Tuesday, November 15, 2016

Carried Away

Read the biography, Ted Hughes: The Life of a Poet, by Elaine Feinstein I picked up last Friday without really intending to. Just got carried away, as I tend to do with Hughes related material. Actually I didn't really intend to buy the book, being more interested in Jonathan Bates's Unauthorised Life - or whatever it's called. They only had a single copy of the Bates, however, and it was a touch dog-eared so I went for the Feinstein instead. Also I'm still a bit wary of the newer work after reading the coruscating review by Janet Malcolm.
 
As it was, I was a little disappointed by Feinstein's book, readable and balanced though it was. The Ted and Sylvia story was its dominant aspect and I was hoping for more on Hughes in the later years.
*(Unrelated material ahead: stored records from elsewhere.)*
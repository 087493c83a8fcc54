//! Command-line subcommands for Scantrack.
//!
//! `serve` hosts the HTTP API; `scan`, `list`, `logs` and `totals` talk to
//! the store directly and share the service layer with the server.

pub mod error;
pub mod output;

pub mod list;
pub mod logs;
pub mod scan;
pub mod serve;
pub mod totals;

use anyhow::Result;
use error::HelpfulError;
use scantrack_server::{ScanService, StoreArgs};
use std::future::Future;

/// Run a one-shot command against the configured store.
pub(crate) fn with_service<T, F, Fut>(store: &StoreArgs, f: F) -> Result<T>
where
    F: FnOnce(ScanService) -> Fut,
    Fut: Future<Output = Result<T>>,
{
    let rt = tokio::runtime::Builder::new_current_thread()
        .enable_all()
        .build()?;

    rt.block_on(async {
        let location = store.location();
        let backend = store
            .open()
            .await
            .map_err(|err| HelpfulError::store_open_failed(&location, store.store, &err))?;
        f(ScanService::new(backend)).await
    })
}
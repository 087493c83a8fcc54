pub(crate) mod handlers;
pub(crate) mod request_tracing;
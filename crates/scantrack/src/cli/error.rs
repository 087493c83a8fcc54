//! Helpful error types for CLI commands
//!
//! Every error carries what went wrong, optional context, and `TRY:` hints.

use scantrack_db::StoreError;
use scantrack_server::{ScanError, StoreKind};
use std::fmt;
use std::path::Path;

/// An error with helpful context and suggestions
#[derive(Debug)]
pub struct HelpfulError {
    pub message: String,
    pub context: Option<String>,
    pub suggestions: Vec<String>,
}

impl HelpfulError {
    pub fn new(message: impl Into<String>) -> Self {
        Self {
            message: message.into(),
            context: None,
            suggestions: Vec::new(),
        }
    }

    pub fn with_context(mut self, context: impl Into<String>) -> Self {
        self.context = Some(context.into());
        self
    }

    pub fn with_suggestion(mut self, suggestion: impl Into<String>) -> Self {
        self.suggestions.push(suggestion.into());
        self
    }

    pub fn with_suggestions(
        mut self,
        suggestions: impl IntoIterator<Item = impl Into<String>>,
    ) -> Self {
        self.suggestions
            .extend(suggestions.into_iter().map(|s| s.into()));
        self
    }

    /// The store file could not be opened or is corrupt.
    pub fn store_open_failed(path: &Path, kind: StoreKind, err: &StoreError) -> Self {
        Self::new(format!("Cannot open {} store", kind.as_str()))
            .with_context(format!("{}: {}", path.display(), err))
            .with_suggestions([
                format!("TRY: Check permissions: ls -la {}", path.display()),
                "TRY: Point at another file with --db or --json-file".to_string(),
            ])
    }

    /// Map a service error onto what the user can do about it.
    pub fn from_scan_error(err: ScanError) -> Self {
        match &err {
            ScanError::Validation(msg) => Self::new(msg.clone()),
            ScanError::CannotCreate { barcode } => {
                Self::new(format!("Barcode {} has not been scanned yet", barcode))
                    .with_context("A new barcode must start with a positive increment")
                    .with_suggestion(format!(
                        "TRY: scantrack scan {} --by NAME --increment 1",
                        barcode
                    ))
            }
            ScanError::Store(store_err) if store_err.is_unavailable() => {
                Self::new("Database not available")
                    .with_context(store_err.to_string())
                    .with_suggestion("TRY: Retry in a few seconds")
            }
            ScanError::Store(store_err) => {
                Self::new("Store operation failed").with_context(store_err.to_string())
            }
        }
    }
}

impl From<ScanError> for HelpfulError {
    fn from(err: ScanError) -> Self {
        Self::from_scan_error(err)
    }
}

impl fmt::Display for HelpfulError {
    fn fmt(&self, f: &mut fmt::Formatter<'_>) -> fmt::Result {
        writeln!(f, "ERROR: {}", self.message)?;

        if let Some(ctx) = &self.context {
            writeln!(f, "CONTEXT: {}", ctx)?;
        }

        if !self.suggestions.is_empty() {
            writeln!(f)?;
            for suggestion in &self.suggestions {
                writeln!(f, "  {}", suggestion)?;
            }
        }

        Ok(())
    }
}

impl std::error::Error for HelpfulError {}
//! mksecret - Print a freshly generated SECRET_KEY setting line.

use clap::Parser;
use tracing_subscriber::{fmt, prelude::*, EnvFilter};

use mksecret::cli::{execute, output, Cli};

fn main() {
    let _cli = Cli::parse();

    // Logs go to stderr; stdout is reserved for the settings line
    let filter =
        EnvFilter::try_from_env("MKSECRET_LOG").unwrap_or_else(|_| EnvFilter::new("mksecret=warn"));

    tracing_subscriber::registry()
        .with(filter)
        .with(
            fmt::layer()
                .with_writer(std::io::stderr)
                .with_target(false)
                .without_time(),
        )
        .init();

    if let Err(e) = execute(&mut std::io::stdout().lock()) {
        output::error(&e.to_string());
        std::process::exit(1);
    }
}
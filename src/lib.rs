//! mksecret - Print a fresh web application secret key setting.
//!
//! # Architecture
//!
//! ```text
//! src/
//! ├── cli/              # Command-line interface
//! │   └── output        # Diagnostics on stderr
//! └── core/             # Core library components
//!     ├── constants     # Key length, alphabet, setting name
//!     ├── provider      # SecretProvider trait + OS-seeded implementation
//!     ├── secret        # SecretKey value (zeroized on drop)
//!     └── line          # SECRET_KEY = '...' template
//! ```

pub mod cli;
pub mod core;
pub mod error;
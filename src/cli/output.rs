//! CLI diagnostics.
//!
//! Stdout carries only the generated line, so everything here goes to
//! stderr. Respects NO_COLOR.

use console::style;

/// Check if color output is disabled via NO_COLOR env var.
fn colors_enabled() -> bool {
    std::env::var("NO_COLOR").is_err()
}

fn error_line(msg: &str, colored: bool) -> String {
    if colored {
        format!("{} {}", style("✗").red(), msg)
    } else {
        format!("✗ {}", msg)
    }
}

/// Print an error message to stderr (red).
///
/// Example: `✗ failed to gather entropy: ...`
pub fn error(msg: &str) {
    eprintln!("{}", error_line(msg, colors_enabled()));
}
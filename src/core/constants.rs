//! Constants used throughout mksecret.
//!
//! Centralizes the key format so the provider, the template and the tests
//! agree on it.

/// Setting name written in front of the generated value.
pub const SETTING_NAME: &str = "SECRET_KEY";

/// Number of characters in a generated key.
pub const KEY_LENGTH: usize = 50;

/// Characters a generated key is drawn from.
///
/// Contains no quote characters, backslash or whitespace, so the value can
/// sit inside a single-quoted literal unescaped.
pub const KEY_ALPHABET: &[u8] = b"abcdefghijklmnopqrstuvwxyz0123456789!@#$%^&*(-_=+)";
//! Integration tests for routing events through coordinator states and flushing

use rebuild_batch::config::CoordinatorConfig;
use rebuild_batch::coordinator::{
    Coordinator, CoordinatorEvent, CoordinatorState, DiffResult, MutationEvent,
};
use rebuild_batch::error::CoordinatorError;
use rebuild_batch::store::DataStore;
use serde_json::json;
use std::path::PathBuf;
use std::sync::Arc;

fn post(id: &str, title: &str) -> CoordinatorEvent {
    CoordinatorEvent::mutation(
        "createNode",
        vec![json!({"id": id, "title": title, "internal": {"type": "Post"}})],
    )
}

fn diff(changed: &[&str], deleted: &[&str]) -> CoordinatorEvent {
    CoordinatorEvent::PageDiffComplete {
        data: DiffResult {
            changed_pages: changed.iter().map(|p| p.to_string()).collect(),
            deleted_pages: deleted.iter().map(|p| p.to_string()).collect(),
        },
    }
}

fn bound_coordinator() -> (Coordinator, Arc<DataStore>) {
    let store = Arc::new(DataStore::new());
    let mut coordinator = Coordinator::new(CoordinatorConfig::default());
    coordinator.bind_store(&store).unwrap();
    (coordinator, store)
}

#[test]
fn test_idle_mutations_reach_the_store_immediately() {
    let (mut coordinator, store) = bound_coordinator();
    coordinator.transition_to(CoordinatorState::Idle);

    coordinator.handle(post("a", "First")).unwrap();

    assert!(store.get_node("a").is_some());
    assert!(coordinator.context().node_mutation_batch.is_empty());
}

#[test]
fn test_mutations_during_query_pass_are_batched_in_order() {
    let (mut coordinator, store) = bound_coordinator();
    coordinator.transition_to(CoordinatorState::RunningQueries);

    let events: Vec<CoordinatorEvent> = (0..5).map(|i| post(&format!("n{}", i), "t")).collect();
    for event in &events {
        coordinator.handle(event.clone()).unwrap();
    }

    assert_eq!(store.node_count(), 0, "reads must see a stable store");
    let batch: Vec<&MutationEvent> = coordinator.context().node_mutation_batch.iter().collect();
    assert_eq!(batch.len(), events.len());
    for (queued, event) in batch.iter().zip(&events) {
        match event {
            CoordinatorEvent::NodeMutation { payload } => assert_eq!(*queued, payload),
            other => panic!("unexpected event {:?}", other),
        }
    }
    assert!(coordinator.context().nodes_mutated_during_query_run);
}

#[test]
fn test_diff_rounds_accumulate_pages() {
    let (mut coordinator, _store) = bound_coordinator();
    coordinator.handle(diff(&["/p1/", "/p2/"], &[])).unwrap();
    coordinator.handle(diff(&["/p2/", "/p3/"], &["/old/"])).unwrap();

    assert_eq!(coordinator.context().pages_to_build, vec!["/p1/", "/p2/", "/p3/"]);
    assert_eq!(coordinator.context().pages_to_delete, vec!["/old/"]);
}

#[test]
fn test_files_dirty_is_idempotent() {
    let (mut coordinator, _store) = bound_coordinator();
    let change = CoordinatorEvent::SourceFileChanged {
        path: PathBuf::from("src/pages/index.js"),
    };
    coordinator.handle(change.clone()).unwrap();
    coordinator.handle(change).unwrap();

    let context = coordinator.context();
    assert!(context.files_dirty);
    assert!(!context.nodes_mutated_during_query_run);
    assert!(context.node_mutation_batch.is_empty());
}

#[test]
fn test_flush_replays_batch_and_resets_context() {
    let (mut coordinator, store) = bound_coordinator();
    coordinator.transition_to(CoordinatorState::RunningQueries);
    coordinator.handle(post("a", "A")).unwrap();
    coordinator.handle(post("b", "B")).unwrap();
    coordinator
        .handle(CoordinatorEvent::mutation("deleteNode", vec![json!({"id": "a"})]))
        .unwrap();
    coordinator.handle(diff(&["/b/"], &["/a/"])).unwrap();

    assert!(matches!(coordinator.flush(), Err(CoordinatorError::QueryInFlight)));

    coordinator.transition_to(CoordinatorState::Waiting);
    let report = coordinator.flush().unwrap();

    assert_eq!(report.mutations_applied, 3);
    assert_eq!(report.pages_to_build, vec!["/b/"]);
    assert_eq!(report.pages_to_delete, vec!["/a/"]);
    assert!(report.nodes_dirty);
    assert!(store.get_node("a").is_none());
    assert!(store.get_node("b").is_some());
    assert!(!coordinator.context().has_pending_work());
    assert!(coordinator.flush().unwrap().is_empty());
}

#[test]
fn test_flush_is_all_or_nothing() {
    let (mut coordinator, store) = bound_coordinator();
    coordinator.transition_to(CoordinatorState::Building);
    coordinator.handle(post("a", "A")).unwrap();
    coordinator
        .handle(CoordinatorEvent::mutation(
            "createParentChildLink",
            vec![json!({"parent": {"id": "missing"}, "child": {"id": "a"}})],
        ))
        .unwrap();

    assert!(coordinator.flush().is_err());
    assert_eq!(store.node_count(), 0);
    assert_eq!(store.revision(), 0);
    assert_eq!(coordinator.context().node_mutation_batch.len(), 2);
}

#[test]
fn test_flush_without_store_keeps_work_queued() {
    let mut coordinator = Coordinator::new(CoordinatorConfig::default());
    coordinator.handle(post("a", "A")).unwrap();
    coordinator.handle(diff(&["/a/"], &[])).unwrap();

    let report = coordinator.flush().unwrap();
    assert!(report.is_empty());
    assert_eq!(coordinator.context().node_mutation_batch.len(), 1);
    assert_eq!(coordinator.context().pages_to_build, vec!["/a/"]);

    let store = Arc::new(DataStore::new());
    coordinator.bind_store(&store).unwrap();
    assert_eq!(coordinator.flush().unwrap().mutations_applied, 1);
    assert!(store.get_node("a").is_some());
}

#[test]
fn test_unknown_operations_are_skipped_on_flush() {
    let (mut coordinator, store) = bound_coordinator();
    coordinator.transition_to(CoordinatorState::Waiting);
    coordinator.handle(post("a", "A")).unwrap();
    coordinator
        .handle(CoordinatorEvent::mutation("setSchemaCustomization", vec![json!({})]))
        .unwrap();

    let report = coordinator.flush().unwrap();
    assert_eq!(report.mutations_applied, 1);
    assert_eq!(report.mutations_skipped, 1);
    assert_eq!(store.node_count(), 1);
}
Also for something that might give equal weight to the dreadful Assia and Shura story. ('Story' seems a terribly inappropriate word to use here, but in all honesty that's what biographies do: they turn their subjects into narratives.) But there was enough to shed at least a little light on some of the later work to make me feel that I wasn't just reading out of some idle, intrusive curiosity.
 
I came away keen to embark on a major, all-encompassing reading of Hughes in all his aspects - and Plath also, though in her case focused on the wonderful poetry - so, I suppose, that's some justification for my continued interest in the details of Hughes's life.